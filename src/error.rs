use thiserror::Error;

/// 客户端统一错误类型。网络层、本地校验与会话过期各自独立成枚举分支，
/// 便于上层按类别提示用户或跳转登录页。
#[derive(Debug, Error)]
pub enum ClientError {
    /// 本地校验失败（例如上传文件过大或类型不被允许），未发起任何网络请求。
    #[error("{0}")]
    Validation(String),

    /// 登录 / 注册被服务端拒绝，消息原样来自服务端。
    #[error("{0}")]
    Authentication(String),

    /// 会话已失效：access token 缺失，或 401 后刷新失败。
    /// 这是唯一会触发全局副作用（回到登录页）的错误。
    #[error("session expired; please sign in again")]
    Unauthenticated,

    /// 连接 / 传输层失败，与鉴权无关，由上层决定是否重试。
    #[error("network request failed: {0}")]
    Network(#[from] reqwest::Error),

    /// 鉴权之后的业务操作失败（列表、上传、删除、分享、下载）。
    #[error("{action} failed: {message}")]
    Operation {
        action: &'static str,
        message: String,
    },

    /// 本地 SQLite 持久化失败。
    #[error("local storage error: {0}")]
    Storage(String),
}

impl ClientError {
    pub(crate) fn operation(action: &'static str, message: impl Into<String>) -> Self {
        ClientError::Operation {
            action,
            message: message.into(),
        }
    }

    /// 是否属于必须重新登录的终态错误。
    pub fn is_unauthenticated(&self) -> bool {
        matches!(self, ClientError::Unauthenticated)
    }
}
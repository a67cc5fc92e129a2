use std::collections::HashMap;
use std::fs;
use std::sync::{Arc, Mutex};

use crate::api::files::{
    self, BinaryVariant, DownloadOutcome, ExpiresIn, FileRecord, Page, ProgressCallback,
    ShareLink, UploadRequest,
};
use crate::api::ApiClient;
use crate::blob::{BlobStore, ScopedBlob};
use crate::error::ClientError;

/// 文件资源的取用与缓存层：分页列表缓存、上传 / 删除后的缓存失效、
/// 带进度的上传、落盘下载与内联预览。所有网络操作都走请求管线。
///
/// 列表缓存按页号保存，任何写操作（上传、删除）之后整体失效，
/// 靠失效而不是操作排序来消除并发读写之间的陈旧数据。
pub struct FileManager {
    api: Arc<ApiClient>,
    blobs: BlobStore,
    listing_cache: Mutex<HashMap<u32, Page<FileRecord>>>,
}

impl FileManager {
    pub fn new(api: Arc<ApiClient>) -> Self {
        Self::with_blob_store(api, BlobStore::new())
    }

    /// 与缩略图预取器共享同一个 BlobStore 时使用。
    pub fn with_blob_store(api: Arc<ApiClient>, blobs: BlobStore) -> Self {
        FileManager {
            api,
            blobs,
            listing_cache: Mutex::new(HashMap::new()),
        }
    }

    pub fn blobs(&self) -> &BlobStore {
        &self.blobs
    }

    /// 拉取指定页的文件列表，命中缓存时不发网络请求。
    pub fn list_files(&self, page: u32) -> Result<Page<FileRecord>, ClientError> {
        {
            let cache = self.lock_cache();
            if let Some(cached) = cache.get(&page) {
                return Ok(cached.clone());
            }
        }

        let fetched = files::list_files(&self.api, page)?;
        let mut cache = self.lock_cache();
        cache.insert(page, fetched.clone());
        Ok(fetched)
    }

    /// 上传文件，成功后使列表缓存失效，下一次 list_files 必然重新拉取。
    pub fn upload_file(
        &self,
        request: UploadRequest,
        on_progress: Option<ProgressCallback>,
    ) -> Result<FileRecord, ClientError> {
        let record = files::upload_file(&self.api, request, on_progress)?;
        self.invalidate_listings();
        Ok(record)
    }

    /// 删除文件并使列表缓存失效。
    pub fn delete_file(&self, file_id: &str) -> Result<(), ClientError> {
        files::delete_file(&self.api, file_id)?;
        self.invalidate_listings();
        Ok(())
    }

    /// 创建限时分享链接。不经过缓存，重复调用可能返回不同链接。
    pub fn create_share_link(
        &self,
        file_id: &str,
        expires_in: ExpiresIn,
    ) -> Result<ShareLink, ClientError> {
        files::create_share_link(&self.api, file_id, expires_in)
    }

    /// 下载文件到目标目录。整个调用只产生一个 blob 句柄，
    /// 落盘发起后立即释放，任何失败路径也不会让句柄存活到调用之外。
    pub fn download_file(
        &self,
        file_id: &str,
        suggested_name: &str,
        target_dir: &str,
        overwrite: bool,
    ) -> Result<DownloadOutcome, ClientError> {
        let (bytes, content_type) =
            files::fetch_file_blob(&self.api, file_id, BinaryVariant::Download)?;

        let scoped = ScopedBlob::new(
            self.blobs.clone(),
            self.blobs.create(bytes, &content_type),
        );

        let file_name = files::sanitize_file_name(suggested_name);
        let destination = files::prepare_destination(target_dir, &file_name, overwrite)?;

        let content = scoped
            .bytes()
            .ok_or_else(|| ClientError::operation("saving download", "blob released early".to_string()))?;
        fs::write(&destination, content.as_slice()).map_err(|e| {
            ClientError::operation(
                "saving download",
                format!("{}: {e}", destination.to_string_lossy()),
            )
        })?;

        let bytes_written = content.len() as u64;
        drop(scoped);
        log::debug!(
            "[files] saved {} bytes to {}",
            bytes_written,
            destination.to_string_lossy()
        );

        Ok(DownloadOutcome {
            file_name,
            saved_path: destination.to_string_lossy().into_owned(),
            bytes_written,
        })
    }

    /// 拉取原图用于内联展示。返回的 ScopedBlob 归调用方所有，
    /// 展示视图关闭或被替换时随作用域释放。
    pub fn view_file(&self, file_id: &str) -> Result<ScopedBlob, ClientError> {
        let (bytes, content_type) =
            files::fetch_file_blob(&self.api, file_id, BinaryVariant::View)?;
        let handle = self.blobs.create(bytes, &content_type);
        Ok(ScopedBlob::new(self.blobs.clone(), handle))
    }

    /// 清空分页缓存。
    pub fn invalidate_listings(&self) {
        let mut cache = self.lock_cache();
        if !cache.is_empty() {
            log::debug!("[files] invalidating {} cached listing page(s)", cache.len());
        }
        cache.clear();
    }

    fn lock_cache(&self) -> std::sync::MutexGuard<'_, HashMap<u32, Page<FileRecord>>> {
        self.listing_cache
            .lock()
            .unwrap_or_else(|poison| poison.into_inner())
    }
}
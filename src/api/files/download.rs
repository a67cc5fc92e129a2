use std::fs;
use std::path::{Path, PathBuf};
use std::time::Duration;

use super::encode_path_segment;
use crate::api::client::ApiClient;
use crate::error::ClientError;

/// 二进制拉取放宽到 10 分钟，避免大文件在慢速链路上被掐断。
const BINARY_TIMEOUT: Duration = Duration::from_secs(600);

/// 同一个文件资源的三种二进制形态，对应不同的服务端路径。
#[derive(Debug, Clone, Copy, PartialEq, Eq)]
pub enum BinaryVariant {
    /// 完整内容，带下载语义。
    Download,
    /// 原图内联展示。
    View,
    /// 缩略图。
    Preview,
}

impl BinaryVariant {
    fn path_suffix(&self) -> &'static str {
        match self {
            BinaryVariant::Download => "download",
            BinaryVariant::View => "view",
            BinaryVariant::Preview => "preview",
        }
    }
}

/// 拉取文件的二进制内容，返回字节与服务端声明的 Content-Type。
/// 经过请求管线，享有同样的 401 刷新重试语义。
pub fn fetch_file_blob(
    api: &ApiClient,
    file_id: &str,
    variant: BinaryVariant,
) -> Result<(Vec<u8>, String), ClientError> {
    if file_id.trim().is_empty() {
        return Err(ClientError::Validation("file id is required".into()));
    }

    let encoded_id = encode_path_segment(file_id.trim());
    let url = api.endpoint(&format!("files/{encoded_id}/{}/", variant.path_suffix()))?;

    let response = api.send_authorized(|http, access| {
        Ok(http
            .get(url.clone())
            .bearer_auth(access)
            .timeout(BINARY_TIMEOUT))
    })?;

    if response.status().as_u16() == 401 {
        return Err(ClientError::Unauthenticated);
    }
    if response.status().as_u16() == 404 {
        return Err(ClientError::operation(
            "fetching file content",
            "文件不存在，可能已被删除".to_string(),
        ));
    }
    if !response.status().is_success() {
        return Err(ClientError::operation(
            "fetching file content",
            format!("server returned HTTP {}", response.status()),
        ));
    }

    let content_type = response
        .headers()
        .get(reqwest::header::CONTENT_TYPE)
        .and_then(|value| value.to_str().ok())
        .unwrap_or("application/octet-stream")
        .to_string();
    let bytes = response.bytes()?.to_vec();

    Ok((bytes, content_type))
}

/// 清理不适合做文件名的字符，空名回退到占位名。
pub fn sanitize_file_name(raw: &str) -> String {
    let trimmed = raw.trim();
    let fallback = "download.bin";
    let candidate = if trimmed.is_empty() { fallback } else { trimmed };

    let sanitized: String = candidate
        .chars()
        .map(|c| match c {
            '/' | '\\' | ':' | '*' | '?' | '"' | '<' | '>' | '|' => '_',
            _ => c,
        })
        .collect();

    let final_name = sanitized.trim();
    if final_name.is_empty() || final_name == "." || final_name == ".." {
        fallback.to_string()
    } else {
        final_name.to_string()
    }
}

/// 确保目标目录存在并返回落盘路径；同名文件直接覆盖由调用方决定。
pub fn prepare_destination(
    target_dir: &str,
    file_name: &str,
    overwrite: bool,
) -> Result<PathBuf, ClientError> {
    let dir_path = Path::new(target_dir);
    fs::create_dir_all(dir_path).map_err(|e| {
        ClientError::operation(
            "preparing download directory",
            format!("{}: {e}", dir_path.to_string_lossy()),
        )
    })?;

    let destination = dir_path.join(file_name);
    if destination.exists() && !overwrite {
        return Err(ClientError::operation(
            "preparing download destination",
            format!("文件已存在：{}", destination.to_string_lossy()),
        ));
    }

    Ok(destination)
}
+++++
*Exercise directions*: Only a number is wanted here: the count of lines in the listing above holding the string "message".

*Your response*: 4